The chill in the air last weekend was a reminder that fall has arrived in New York City. Time for the leaves to turn colors, for the stifling subway stations to air out and for hundreds of do-it-yourself tech enthusiasts to descend on the New York Hall of Science in the Borough of Queens for the annual New York Maker Faire. For the seventh time in as many years the science center was converted into an indoor/outdoor ode to the DIY movement, this year featuring mammoth 3-D printers, homemade Star Wars droids and acres of hands-on activities.

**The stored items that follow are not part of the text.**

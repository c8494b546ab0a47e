//! Axum routes for the agent endpoints.

use axum::routing::{get, post};
use axum::Router;

use super::handlers::{health, produce_reply, AgentAppState};

/// Creates routes for agent endpoints.
///
/// - POST /api/agent/reply - Produce the next agent reply
pub fn agent_routes() -> Router<AgentAppState> {
    Router::new().route("/agent/reply", post(produce_reply))
}

/// Combined router: agent routes under /api plus GET /health.
pub fn agent_router() -> Router<AgentAppState> {
    Router::new()
        .route("/health", get(health))
        .nest("/api", agent_routes())
}

#[cfg(test)]
mod tests {
    use super::*;

    #[test]
    fn agent_routes_creates_valid_router() {
        let _routes = agent_routes();
    }

    #[test]
    fn agent_router_creates_combined_router() {
        let _router = agent_router();
    }
}
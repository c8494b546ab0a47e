//! Domain layer containing business logic and domain types.
//!
//! # Module Organization
//!
//! - `foundation` - Shared domain primitives (errors, state machine trait)
//! - `sales` - The scripted sales conversation: stages, script, transitions

pub mod foundation;
pub mod sales;
//! ProduceReply command handler.
//!
//! Turns one customer message into one agent reply: plans the stage, sends
//! the script, product facts and utterance to the provider, and reads the
//! structured output back.

use std::sync::Arc;

use thiserror::Error;
use uuid::Uuid;

use crate::domain::foundation::ErrorCode;
use crate::domain::sales::{
    validate, AgentReply, ConversationTurn, InterestLevel, MetadataLine, ReplyParts,
    StageTransitionEngine, TurnPlan,
};
use crate::ports::{
    AIError, AIProvider, CompletionRequest, Message, ProductKnowledge, RequestMetadata,
};

/// Why a turn was rejected before reaching the provider.
#[derive(Debug, Clone, PartialEq, Eq, Error)]
pub enum InvalidInputReason {
    #[error("user text is empty")]
    EmptyUserText,

    #[error("model '{0}' is not supported")]
    InvalidModelIdentifier(String),
}

/// Errors that can occur when producing a reply.
#[derive(Debug, Clone, PartialEq, Eq, Error)]
pub enum TurnError {
    #[error("Invalid input: {0}")]
    InvalidInput(InvalidInputReason),

    /// The provider call failed for any reason.
    #[error("AI provider unavailable: {0}")]
    ProviderUnavailable(String),

    /// The provider answered without usable text.
    #[error("AI provider produced no content")]
    NoContentProduced,
}

impl TurnError {
    pub fn code(&self) -> ErrorCode {
        match self {
            TurnError::InvalidInput(InvalidInputReason::EmptyUserText) => ErrorCode::EmptyUserText,
            TurnError::InvalidInput(InvalidInputReason::InvalidModelIdentifier(_)) => {
                ErrorCode::InvalidModelIdentifier
            }
            TurnError::ProviderUnavailable(_) => ErrorCode::ProviderUnavailable,
            TurnError::NoContentProduced => ErrorCode::NoContentProduced,
        }
    }

    pub fn is_invalid_input(&self) -> bool {
        matches!(self, TurnError::InvalidInput(_))
    }
}

impl From<InvalidInputReason> for TurnError {
    fn from(reason: InvalidInputReason) -> Self {
        TurnError::InvalidInput(reason)
    }
}

impl From<AIError> for TurnError {
    fn from(err: AIError) -> Self {
        TurnError::ProviderUnavailable(err.to_string())
    }
}

/// Sampling settings forwarded on every request.
#[derive(Debug, Clone, Copy, PartialEq)]
pub struct GenerationSettings {
    pub max_output_tokens: Option<u32>,
    pub temperature: Option<f32>,
}

impl Default for GenerationSettings {
    fn default() -> Self {
        Self {
            max_output_tokens: Some(300),
            temperature: None,
        }
    }
}

/// Handler for producing the agent's reply to one customer turn.
///
/// Holds no per-conversation state; the caller echoes the stage cursor and
/// continuation token back on each turn.
pub struct ProduceReplyHandler {
    ai_provider: Arc<dyn AIProvider>,
    product_knowledge: Arc<dyn ProductKnowledge>,
    engine: StageTransitionEngine,
    settings: GenerationSettings,
}

impl ProduceReplyHandler {
    pub fn new(
        ai_provider: Arc<dyn AIProvider>,
        product_knowledge: Arc<dyn ProductKnowledge>,
    ) -> Self {
        Self {
            ai_provider,
            product_knowledge,
            engine: StageTransitionEngine::new(),
            settings: GenerationSettings::default(),
        }
    }

    pub fn with_settings(mut self, settings: GenerationSettings) -> Self {
        self.settings = settings;
        self
    }

    #[tracing::instrument(skip(self, turn), fields(model = %turn.model, prior_stage = ?turn.prior.map(|c| c.stage())))]
    pub async fn handle(&self, turn: ConversationTurn) -> Result<AgentReply, TurnError> {
        let user_text = turn.user_text.trim();
        if user_text.is_empty() {
            return Err(InvalidInputReason::EmptyUserText.into());
        }
        if !self.ai_provider.supports_model(&turn.model) {
            return Err(InvalidInputReason::InvalidModelIdentifier(turn.model).into());
        }

        let plan = self.engine.next_turn(turn.prior.as_ref(), user_text);
        tracing::debug!(stage = %plan.stage(), cue = ?plan.cue, "Planned turn");

        let request = self.build_request(&turn, user_text, &plan);
        let response = self.ai_provider.complete(request).await.map_err(|e| {
            tracing::debug!(error = %e, "AI provider call failed");
            TurnError::from(e)
        })?;

        let raw = response.first_output_text().ok_or_else(|| {
            if let Some(refusal) = response.refusal() {
                tracing::warn!(refusal, "Provider refused to answer");
            }
            TurnError::NoContentProduced
        })?;

        let parts = ReplyParts::split(raw);
        let message_text = parts.message.trim();
        if message_text.is_empty() {
            return Err(TurnError::NoContentProduced);
        }

        let interest = self.read_metadata(parts.metadata, &plan);

        let conformance = match validate(plan.stage(), message_text) {
            Ok(()) => Vec::new(),
            Err(violations) => {
                for violation in &violations {
                    tracing::debug!(%violation, "Reply deviates from script");
                }
                violations
            }
        };

        tracing::info!(
            response_id = %response.id,
            stage = %plan.stage(),
            total_tokens = response.usage.total_tokens,
            "Reply produced"
        );

        Ok(AgentReply {
            message_text: message_text.to_string(),
            continuation_token: response.id,
            cursor: plan.cursor,
            cue: plan.cue,
            interest,
            conformance,
        })
    }

    fn build_request(
        &self,
        turn: &ConversationTurn,
        user_text: &str,
        plan: &TurnPlan,
    ) -> CompletionRequest {
        let instructions = self.engine.script().render_instructions(plan);
        let facts = format!("Product reference:\n{}", self.product_knowledge.fact_sheet());

        let mut request = CompletionRequest::new(
            turn.model.clone(),
            RequestMetadata::new(format!("turn-{}", Uuid::new_v4())),
        )
        .with_message(Message::system(instructions))
        .with_message(Message::system(facts))
        .with_message(Message::user(user_text))
        .with_continuation(turn.continuation_token.clone());

        if let Some(max) = self.settings.max_output_tokens {
            request = request.with_max_output_tokens(max);
        }
        if let Some(temperature) = self.settings.temperature {
            request = request.with_temperature(temperature);
        }
        request
    }

    /// Reads the provider's self-reported stage and interest. Failures are
    /// logged and otherwise ignored; the planned stage stands.
    fn read_metadata(&self, metadata: Option<&str>, plan: &TurnPlan) -> Option<InterestLevel> {
        let Some(line) = metadata else {
            tracing::warn!("Provider reply has no metadata line");
            return None;
        };

        match MetadataLine::parse(line) {
            Ok(parsed) => {
                if parsed.stage != plan.stage() {
                    tracing::warn!(
                        planned = %plan.stage(),
                        reported = %parsed.stage,
                        "Provider reported a different stage"
                    );
                }
                Some(parsed.interest)
            }
            Err(e) => {
                tracing::warn!(code = %e.code(), error = %e, "Could not parse reply metadata");
                None
            }
        }
    }
}
//! Configuration error types

use thiserror::Error;

/// Errors that can occur during configuration loading
#[derive(Debug, Error)]
pub enum ConfigError {
    #[error("Configuration loading failed: {0}")]
    LoadError(#[from] config::ConfigError),
}

/// Errors that can occur during configuration validation
#[derive(Debug, Error)]
pub enum ValidationError {
    #[error("Required configuration missing: {0}")]
    MissingRequired(&'static str),

    #[error("Invalid port number")]
    InvalidPort,

    #[error("Invalid request timeout")]
    InvalidTimeout,

    #[error("Invalid socket address: {0}")]
    InvalidSocketAddr(String),

    #[error("Invalid CORS origin: {0:?}")]
    InvalidCorsOrigin(String),

    #[error("Request timeout ({request_secs}s) must exceed the provider timeout ({provider_secs}s)")]
    RequestTimeoutTooShort { request_secs: u64, provider_secs: u64 },

    #[error("Invalid base URL: {0}")]
    InvalidBaseUrl(String),

    #[error("At least one supported model is required")]
    NoSupportedModels,

    #[error("Temperature must be between 0.0 and 2.0")]
    InvalidTemperature,

    #[error("max_output_tokens must be greater than zero")]
    InvalidMaxOutputTokens,
}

More than 200 Maker Faires are held worldwide each year, purporting to showcase technologies that empower people to build things they cannot—or would rather not—buy. The events’ main appeal is that they let hobbyists, students and those in search of technological oddities get their hands on not just finished products but also the components used to create them. Tech companies have for years talked up “wearable” computers that fit into clothing and jewelry. At the World Maker Faire, chipmaker Intel let visitors to its booth tinker with larger versions of the accelerometer and gyroscope modules and circuit boards that enable wearables to track their own movement and orientation.
Start-ups also thrive at maker events, where they can demonstrate their technologies in person rather than simply through videos posted to an online campaign for crowdfunding. Kickstarter, one of the most prominent crowdfunding Web sites, featured several newcomers at its booth—including the Wazer, a desktop water jet capable of cutting through titanium.